▶ Exercise objective
A single number is the expected answer: the count of lines in the records below that contain "MutexGuard".
*** Opening Dataset excerpts ***
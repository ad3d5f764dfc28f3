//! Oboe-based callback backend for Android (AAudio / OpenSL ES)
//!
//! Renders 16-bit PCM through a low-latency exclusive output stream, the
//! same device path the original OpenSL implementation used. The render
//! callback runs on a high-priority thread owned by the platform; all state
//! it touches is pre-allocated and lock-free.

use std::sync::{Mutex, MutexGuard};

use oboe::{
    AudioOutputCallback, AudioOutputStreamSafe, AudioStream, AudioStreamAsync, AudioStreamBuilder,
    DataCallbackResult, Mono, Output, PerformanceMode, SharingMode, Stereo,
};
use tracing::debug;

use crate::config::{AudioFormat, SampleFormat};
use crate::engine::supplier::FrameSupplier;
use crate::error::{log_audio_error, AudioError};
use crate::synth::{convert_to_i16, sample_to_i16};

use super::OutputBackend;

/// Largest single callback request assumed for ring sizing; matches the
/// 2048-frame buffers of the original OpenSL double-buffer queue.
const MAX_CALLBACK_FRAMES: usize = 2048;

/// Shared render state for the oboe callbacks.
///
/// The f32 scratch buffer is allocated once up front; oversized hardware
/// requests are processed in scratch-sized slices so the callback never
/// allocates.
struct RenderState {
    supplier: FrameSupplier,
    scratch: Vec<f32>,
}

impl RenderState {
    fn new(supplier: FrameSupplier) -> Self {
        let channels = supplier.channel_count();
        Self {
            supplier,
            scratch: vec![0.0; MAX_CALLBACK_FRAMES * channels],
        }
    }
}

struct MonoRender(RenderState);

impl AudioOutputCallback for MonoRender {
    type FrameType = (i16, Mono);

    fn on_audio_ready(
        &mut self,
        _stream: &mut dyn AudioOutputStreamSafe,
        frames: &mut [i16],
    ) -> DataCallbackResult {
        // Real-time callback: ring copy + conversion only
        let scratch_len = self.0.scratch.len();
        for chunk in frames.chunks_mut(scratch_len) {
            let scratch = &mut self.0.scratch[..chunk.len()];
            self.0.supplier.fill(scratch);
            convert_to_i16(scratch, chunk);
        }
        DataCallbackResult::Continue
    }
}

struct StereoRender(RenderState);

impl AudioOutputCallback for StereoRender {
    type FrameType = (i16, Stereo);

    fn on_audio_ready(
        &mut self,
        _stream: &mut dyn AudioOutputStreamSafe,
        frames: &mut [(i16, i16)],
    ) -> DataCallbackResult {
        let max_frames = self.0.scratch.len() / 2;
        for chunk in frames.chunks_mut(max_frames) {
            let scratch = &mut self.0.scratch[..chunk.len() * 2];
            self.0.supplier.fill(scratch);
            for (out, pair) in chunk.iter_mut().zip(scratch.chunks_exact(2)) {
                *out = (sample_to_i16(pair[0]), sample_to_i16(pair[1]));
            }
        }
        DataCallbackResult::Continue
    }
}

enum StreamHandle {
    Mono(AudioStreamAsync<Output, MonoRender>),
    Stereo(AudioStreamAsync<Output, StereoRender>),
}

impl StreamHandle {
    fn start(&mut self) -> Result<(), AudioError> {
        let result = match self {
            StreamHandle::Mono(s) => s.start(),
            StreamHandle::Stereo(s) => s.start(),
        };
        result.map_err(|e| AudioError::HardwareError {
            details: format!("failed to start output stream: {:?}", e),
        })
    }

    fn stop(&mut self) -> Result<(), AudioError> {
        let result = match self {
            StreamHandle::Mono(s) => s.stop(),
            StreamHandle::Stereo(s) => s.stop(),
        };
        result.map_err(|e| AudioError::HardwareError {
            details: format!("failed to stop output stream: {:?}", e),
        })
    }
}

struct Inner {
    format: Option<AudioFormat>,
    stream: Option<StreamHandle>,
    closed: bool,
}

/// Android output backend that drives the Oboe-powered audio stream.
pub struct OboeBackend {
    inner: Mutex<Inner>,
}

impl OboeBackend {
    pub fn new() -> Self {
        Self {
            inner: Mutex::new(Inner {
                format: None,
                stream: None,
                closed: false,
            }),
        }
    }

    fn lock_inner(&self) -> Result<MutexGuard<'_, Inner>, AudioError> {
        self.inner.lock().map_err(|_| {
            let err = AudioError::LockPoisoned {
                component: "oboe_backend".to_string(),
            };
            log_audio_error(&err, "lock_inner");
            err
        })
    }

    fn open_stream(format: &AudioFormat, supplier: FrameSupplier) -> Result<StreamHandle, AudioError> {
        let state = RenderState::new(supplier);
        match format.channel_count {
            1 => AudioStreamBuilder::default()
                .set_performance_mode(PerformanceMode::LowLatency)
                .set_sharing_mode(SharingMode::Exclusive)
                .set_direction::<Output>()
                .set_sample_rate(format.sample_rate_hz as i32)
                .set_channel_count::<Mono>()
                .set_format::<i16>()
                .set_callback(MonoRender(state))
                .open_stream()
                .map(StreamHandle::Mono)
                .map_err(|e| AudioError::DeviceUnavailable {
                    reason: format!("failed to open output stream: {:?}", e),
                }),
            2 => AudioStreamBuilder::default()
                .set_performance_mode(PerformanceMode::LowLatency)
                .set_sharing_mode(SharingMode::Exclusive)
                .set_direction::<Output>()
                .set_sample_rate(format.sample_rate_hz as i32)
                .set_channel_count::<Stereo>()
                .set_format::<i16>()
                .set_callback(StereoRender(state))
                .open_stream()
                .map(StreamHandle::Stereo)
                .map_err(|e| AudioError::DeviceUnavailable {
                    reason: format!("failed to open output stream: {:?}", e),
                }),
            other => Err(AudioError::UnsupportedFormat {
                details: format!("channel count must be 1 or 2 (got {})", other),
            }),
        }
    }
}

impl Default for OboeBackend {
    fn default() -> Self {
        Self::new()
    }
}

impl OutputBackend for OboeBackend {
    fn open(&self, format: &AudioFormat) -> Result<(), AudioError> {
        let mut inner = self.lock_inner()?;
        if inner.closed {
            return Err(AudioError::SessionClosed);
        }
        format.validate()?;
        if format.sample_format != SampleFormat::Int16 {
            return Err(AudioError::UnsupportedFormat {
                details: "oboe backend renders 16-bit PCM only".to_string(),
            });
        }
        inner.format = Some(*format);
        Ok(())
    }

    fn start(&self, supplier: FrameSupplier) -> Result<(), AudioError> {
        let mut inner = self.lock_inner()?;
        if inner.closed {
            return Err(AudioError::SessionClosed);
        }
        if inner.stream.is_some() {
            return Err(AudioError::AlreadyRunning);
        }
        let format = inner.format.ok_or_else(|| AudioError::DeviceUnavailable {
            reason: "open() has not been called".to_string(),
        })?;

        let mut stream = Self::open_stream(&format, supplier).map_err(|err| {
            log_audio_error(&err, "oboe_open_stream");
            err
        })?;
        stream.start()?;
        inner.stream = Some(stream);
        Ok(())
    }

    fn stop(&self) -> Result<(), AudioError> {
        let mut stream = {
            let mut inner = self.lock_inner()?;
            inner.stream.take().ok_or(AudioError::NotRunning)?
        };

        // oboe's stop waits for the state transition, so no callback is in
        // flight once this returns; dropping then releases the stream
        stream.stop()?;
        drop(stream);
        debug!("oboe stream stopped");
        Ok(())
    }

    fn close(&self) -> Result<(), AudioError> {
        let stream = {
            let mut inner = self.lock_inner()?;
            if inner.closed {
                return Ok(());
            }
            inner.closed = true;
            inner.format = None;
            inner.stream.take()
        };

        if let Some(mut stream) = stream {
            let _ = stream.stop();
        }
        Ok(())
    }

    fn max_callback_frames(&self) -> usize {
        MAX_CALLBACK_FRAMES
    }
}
*** Closing Dataset excerpts ***
▶ Exercise response
2